**Exercise**
The listing below should be written out exactly; please include all of it.

**Raw data**
════
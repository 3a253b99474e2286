//! FileBackend - append-only JSONL document store
//!
//! One document per line. The id index is rebuilt from the file on open, so
//! duplicate detection survives restarts. A failed append is cut back to the
//! last complete line before anything else is written.

use std::collections::{HashMap, HashSet};
use std::io;
use std::path::{Path, PathBuf};

use contracts::{Event, EventId, InsertError, ShardBackend};
use tokio::fs::{File, OpenOptions};
use tokio::io::AsyncWriteExt;
use tokio::sync::Mutex;
use tracing::{debug, instrument, warn};
use uuid::Uuid;

use crate::error::DispatcherError;

/// Configuration for FileBackend
#[derive(Debug, Clone)]
pub struct FileBackendConfig {
    /// JSONL file holding this shard's documents
    pub path: PathBuf,
}

impl FileBackendConfig {
    /// Create config from params map
    pub fn from_params(
        name: &str,
        params: &HashMap<String, String>,
    ) -> Result<Self, DispatcherError> {
        let path = params
            .get("path")
            .map(|p| p.trim())
            .filter(|p| !p.is_empty())
            .ok_or_else(|| DispatcherError::backend_creation(name, "missing 'path' parameter"))?;

        Ok(Self {
            path: PathBuf::from(path),
        })
    }
}

/// File operations the backend relies on
trait ShardFile {
    /// Write every byte; on error an unknown prefix may have landed
    async fn append(&mut self, bytes: &[u8]) -> io::Result<()>;
    async fn sync(&mut self) -> io::Result<()>;
    async fn truncate(&mut self, len: u64) -> io::Result<()>;
}

impl ShardFile for File {
    async fn append(&mut self, bytes: &[u8]) -> io::Result<()> {
        self.write_all(bytes).await?;
        // tokio buffers the write; errors surface on flush
        self.flush().await
    }

    async fn sync(&mut self) -> io::Result<()> {
        self.sync_data().await
    }

    async fn truncate(&mut self, len: u64) -> io::Result<()> {
        self.set_len(len).await
    }
}

struct FileState<F = File> {
    file: F,
    ids: HashSet<EventId>,
    /// Length of the file up to the last complete line
    committed_len: u64,
    /// Bytes past `committed_len` from a failed append
    torn: bool,
}

impl<F: ShardFile> FileState<F> {
    fn new(file: F, ids: HashSet<EventId>, committed_len: u64) -> Self {
        Self {
            file,
            ids,
            committed_len,
            torn: false,
        }
    }

    /// Append one newline-terminated document.
    ///
    /// The id is recorded once the whole line is written, so a retry after a
    /// failed sync reports `Duplicate` instead of appending the line again.
    async fn insert(&mut self, id: EventId, line: &[u8]) -> Result<(), InsertError> {
        if self.ids.contains(&id) {
            return Err(InsertError::duplicate(id));
        }

        self.repair().await?;

        if let Err(e) = self.file.append(line).await {
            self.torn = true;
            if let Err(repair_err) = self.repair().await {
                warn!(error = %repair_err, "Partial line left in shard file");
            }
            return Err(InsertError::unavailable(e.to_string()));
        }

        self.committed_len += line.len() as u64;
        self.ids.insert(id);

        self.file.sync().await.map_err(|e| {
            warn!(event_id = %id, error = %e, "Document written but not synced");
            InsertError::unavailable(e.to_string())
        })
    }

    /// Cut a torn tail back to the last complete line
    async fn repair(&mut self) -> Result<(), InsertError> {
        if !self.torn {
            return Ok(());
        }
        self.file
            .truncate(self.committed_len)
            .await
            .map_err(|e| InsertError::unavailable(e.to_string()))?;
        self.torn = false;
        Ok(())
    }
}

/// Backend appending documents to a JSONL file
pub struct FileBackend {
    name: String,
    path: PathBuf,
    state: Mutex<FileState>,
}

impl FileBackend {
    /// Open (or create) the shard file and index the ids already in it
    #[instrument(
        name = "file_backend_open",
        skip(name, config),
        fields(path = %config.path.display())
    )]
    pub async fn open(
        name: impl Into<String>,
        config: FileBackendConfig,
    ) -> Result<Self, DispatcherError> {
        let name = name.into();
        let path = config.path;

        if let Some(parent) = path.parent().filter(|p| !p.as_os_str().is_empty()) {
            tokio::fs::create_dir_all(parent).await?;
        }

        let contents = load_contents(&path).await?;
        let file = OpenOptions::new()
            .create(true)
            .append(true)
            .open(&path)
            .await?;

        if contents.committed_len < contents.file_len {
            warn!(
                shard = %name,
                bytes = contents.file_len - contents.committed_len,
                "Truncating partial line at end of shard file"
            );
            file.set_len(contents.committed_len).await?;
        }

        debug!(shard = %name, documents = contents.ids.len(), "FileBackend opened");

        Ok(Self {
            name,
            path,
            state: Mutex::new(FileState::new(file, contents.ids, contents.committed_len)),
        })
    }

    /// Create from params map (for factory)
    pub async fn from_params(
        name: impl Into<String>,
        params: &HashMap<String, String>,
    ) -> Result<Self, DispatcherError> {
        let name = name.into();
        let config = FileBackendConfig::from_params(&name, params)?;
        Self::open(name, config).await
    }

    pub fn path(&self) -> &Path {
        &self.path
    }

    /// Number of documents stored
    pub async fn len(&self) -> usize {
        self.state.lock().await.ids.len()
    }

    pub async fn contains(&self, id: &EventId) -> bool {
        self.state.lock().await.ids.contains(id)
    }
}

struct ShardContents {
    ids: HashSet<EventId>,
    committed_len: u64,
    file_len: u64,
}

/// Index the ids of every complete document already in the file
async fn load_contents(path: &Path) -> io::Result<ShardContents> {
    let bytes = match tokio::fs::read(path).await {
        Ok(bytes) => bytes,
        Err(e) if e.kind() == io::ErrorKind::NotFound => Vec::new(),
        Err(e) => return Err(e),
    };

    let committed = bytes
        .iter()
        .rposition(|b| *b == b'\n')
        .map_or(0, |pos| pos + 1);

    let mut ids = HashSet::new();
    for (line_no, line) in bytes[..committed].split(|b| *b == b'\n').enumerate() {
        if line.iter().all(u8::is_ascii_whitespace) {
            continue;
        }
        match document_id(line) {
            Some(id) => {
                ids.insert(id);
            }
            None => warn!(
                path = %path.display(),
                line = line_no + 1,
                "Skipping unreadable document line"
            ),
        }
    }

    Ok(ShardContents {
        ids,
        committed_len: committed as u64,
        file_len: bytes.len() as u64,
    })
}

fn document_id(line: &[u8]) -> Option<EventId> {
    let value: serde_json::Value = serde_json::from_slice(line).ok()?;
    value.get("_id")?.as_str().and_then(|s| Uuid::parse_str(s).ok())
}

impl ShardBackend for FileBackend {
    fn name(&self) -> &str {
        &self.name
    }

    #[instrument(
        name = "file_backend_insert",
        skip(self, event),
        fields(shard = %self.name, event_id = %event.id)
    )]
    async fn insert_unique(&self, event: &Event) -> Result<(), InsertError> {
        let mut line =
            serde_json::to_string(event).map_err(|e| InsertError::rejected(e.to_string()))?;
        line.push('\n');

        self.state
            .lock()
            .await
            .insert(event.id, line.as_bytes())
            .await
    }
}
════
**Response box**
repository 3a253b99474e2286
//! FileBackend - append-only JSONL document store
//!
//! One document per line. The id index is rebuilt from the file on open, so
//! duplicate detection survives restarts. A failed append is cut back to the
//! last complete line before anything else is written.

use std::collections::{HashMap, HashSet};
use std::io;
use std::path::{Path, PathBuf};

use contracts::{Event, EventId, InsertError, ShardBackend};
use tokio::fs::{File, OpenOptions};
use tokio::io::AsyncWriteExt;
use tokio::sync::Mutex;
use tracing::{debug, instrument, warn};
use uuid::Uuid;

use crate::error::DispatcherError;

/// Configuration for FileBackend
#[derive(Debug, Clone)]
pub struct FileBackendConfig {
    /// JSONL file holding this shard's documents
    pub path: PathBuf,
}

impl FileBackendConfig {
    /// Create config from params map
    pub fn from_params(
        name: &str,
        params: &HashMap<String, String>,
    ) -> Result<Self, DispatcherError> {
        let path = params
            .get("path")
            .map(|p| p.trim())
            .filter(|p| !p.is_empty())
            .ok_or_else(|| DispatcherError::backend_creation(name, "missing 'path' parameter"))?;

        Ok(Self {
            path: PathBuf::from(path),
        })
    }
}

/// File operations the backend relies on
trait ShardFile {
    /// Write every byte; on error an unknown prefix may have landed
    async fn append(&mut self, bytes: &[u8]) -> io::Result<()>;
    async fn sync(&mut self) -> io::Result<()>;
    async fn truncate(&mut self, len: u64) -> io::Result<()>;
}

impl ShardFile for File {
    async fn append(&mut self, bytes: &[u8]) -> io::Result<()> {
        self.write_all(bytes).await?;
        // tokio buffers the write; errors surface on flush
        self.flush().await
    }

    async fn sync(&mut self) -> io::Result<()> {
        self.sync_data().await
    }

    async fn truncate(&mut self, len: u64) -> io::Result<()> {
        self.set_len(len).await
    }
}

struct FileState<F = File> {
    file: F,
    ids: HashSet<EventId>,
    /// Length of the file up to the last complete line
    committed_len: u64,
    /// Bytes past `committed_len` from a failed append
    torn: bool,
}

impl<F: ShardFile> FileState<F> {
    fn new(file: F, ids: HashSet<EventId>, committed_len: u64) -> Self {
        Self {
            file,
            ids,
            committed_len,
            torn: false,
        }
    }

    /// Append one newline-terminated document.
    ///
    /// The id is recorded once the whole line is written, so a retry after a
    /// failed sync reports `Duplicate` instead of appending the line again.
    async fn insert(&mut self, id: EventId, line: &[u8]) -> Result<(), InsertError> {
        if self.ids.contains(&id) {
            return Err(InsertError::duplicate(id));
        }

        self.repair().await?;

        if let Err(e) = self.file.append(line).await {
            self.torn = true;
            if let Err(repair_err) = self.repair().await {
                warn!(error = %repair_err, "Partial line left in shard file");
            }
            return Err(InsertError::unavailable(e.to_string()));
        }

        self.committed_len += line.len() as u64;
        self.ids.insert(id);

        self.file.sync().await.map_err(|e| {
            warn!(event_id = %id, error = %e, "Document written but not synced");
            InsertError::unavailable(e.to_string())
        })
    }

    /// Cut a torn tail back to the last complete line
    async fn repair(&mut self) -> Result<(), InsertError> {
        if !self.torn {
            return Ok(());
        }
        self.file
            .truncate(self.committed_len)
            .await
            .map_err(|e| InsertError::unavailable(e.to_string()))?;
        self.torn = false;
        Ok(())
    }
}

/// Backend appending documents to a JSONL file
pub struct FileBackend {
    name: String,
    path: PathBuf,
    state: Mutex<FileState>,
}

impl FileBackend {
    /// Open (or create) the shard file and index the ids already in it
    #[instrument(
        name = "file_backend_open",
        skip(name, config),
        fields(path = %config.path.display())
    )]
    pub async fn open(
        name: impl Into<String>,
        config: FileBackendConfig,
    ) -> Result<Self, DispatcherError> {
        let name = name.into();
        let path = config.path;

        if let Some(parent) = path.parent().filter(|p| !p.as_os_str().is_empty()) {
            tokio::fs::create_dir_all(parent).await?;
        }

        let contents = load_contents(&path).await?;
        let file = OpenOptions::new()
            .create(true)
            .append(true)
            .open(&path)
            .await?;

        if contents.committed_len < contents.file_len {
            warn!(
                shard = %name,
                bytes = contents.file_len - contents.committed_len,
                "Truncating partial line at end of shard file"
            );
            file.set_len(contents.committed_len).await?;
        }

        debug!(shard = %name, documents = contents.ids.len(), "FileBackend opened");

        Ok(Self {
            name,
            path,
            state: Mutex::new(FileState::new(file, contents.ids, contents.committed_len)),
        })
    }

    /// Create from params map (for factory)
    pub async fn from_params(
        name: impl Into<String>,
        params: &HashMap<String, String>,
    ) -> Result<Self, DispatcherError> {
        let name = name.into();
        let config = FileBackendConfig::from_params(&name, params)?;
        Self::open(name, config).await
    }

    pub fn path(&self) -> &Path {
        &self.path
    }

    /// Number of documents stored
    pub async fn len(&self) -> usize {
        self.state.lock().await.ids.len()
    }

    pub async fn contains(&self, id: &EventId) -> bool {
        self.state.lock().await.ids.contains(id)
    }
}

struct ShardContents {
    ids: HashSet<EventId>,
    committed_len: u64,
    file_len: u64,
}

/// Index the ids of every complete document already in the file
async fn load_contents(path: &Path) -> io::Result<ShardContents> {
    let bytes = match tokio::fs::read(path).await {
        Ok(bytes) => bytes,
        Err(e) if e.kind() == io::ErrorKind::NotFound => Vec::new(),
        Err(e) => return Err(e),
    };

    let committed = bytes
        .iter()
        .rposition(|b| *b == b'\n')
        .map_or(0, |pos| pos + 1);

    let mut ids = HashSet::new();
    for (line_no, line) in bytes[..committed].split(|b| *b == b'\n').enumerate() {
        if line.iter().all(u8::is_ascii_whitespace) {
            continue;
        }
        match document_id(line) {
            Some(id) => {
                ids.insert(id);
            }
            None => warn!(
                path = %path.display(),
                line = line_no + 1,
                "Skipping unreadable document line"
            ),
        }
    }

    Ok(ShardContents {
        ids,
        committed_len: committed as u64,
        file_len: bytes.len() as u64,
    })
}

fn document_id(line: &[u8]) -> Option<EventId> {
    let value: serde_json::Value = serde_json::from_slice(line).ok()?;
    value.get("_id")?.as_str().and_then(|s| Uuid::parse_str(s).ok())
}

impl ShardBackend for FileBackend {
    fn name(&self) -> &str {
        &self.name
    }

    #[instrument(
        name = "file_backend_insert",
        skip(self, event),
        fields(shard = %self.name, event_id = %event.id)
    )]
    async fn insert_unique(&self, event: &Event) -> Result<(), InsertError> {
        let mut line =
            serde_json::to_string(event).map_err(|e| InsertError::rejected(e.to_string()))?;
        line.push('\n');

        self.state
            .lock()
            .await
            .insert(event.id, line.as_bytes())
            .await
    }
}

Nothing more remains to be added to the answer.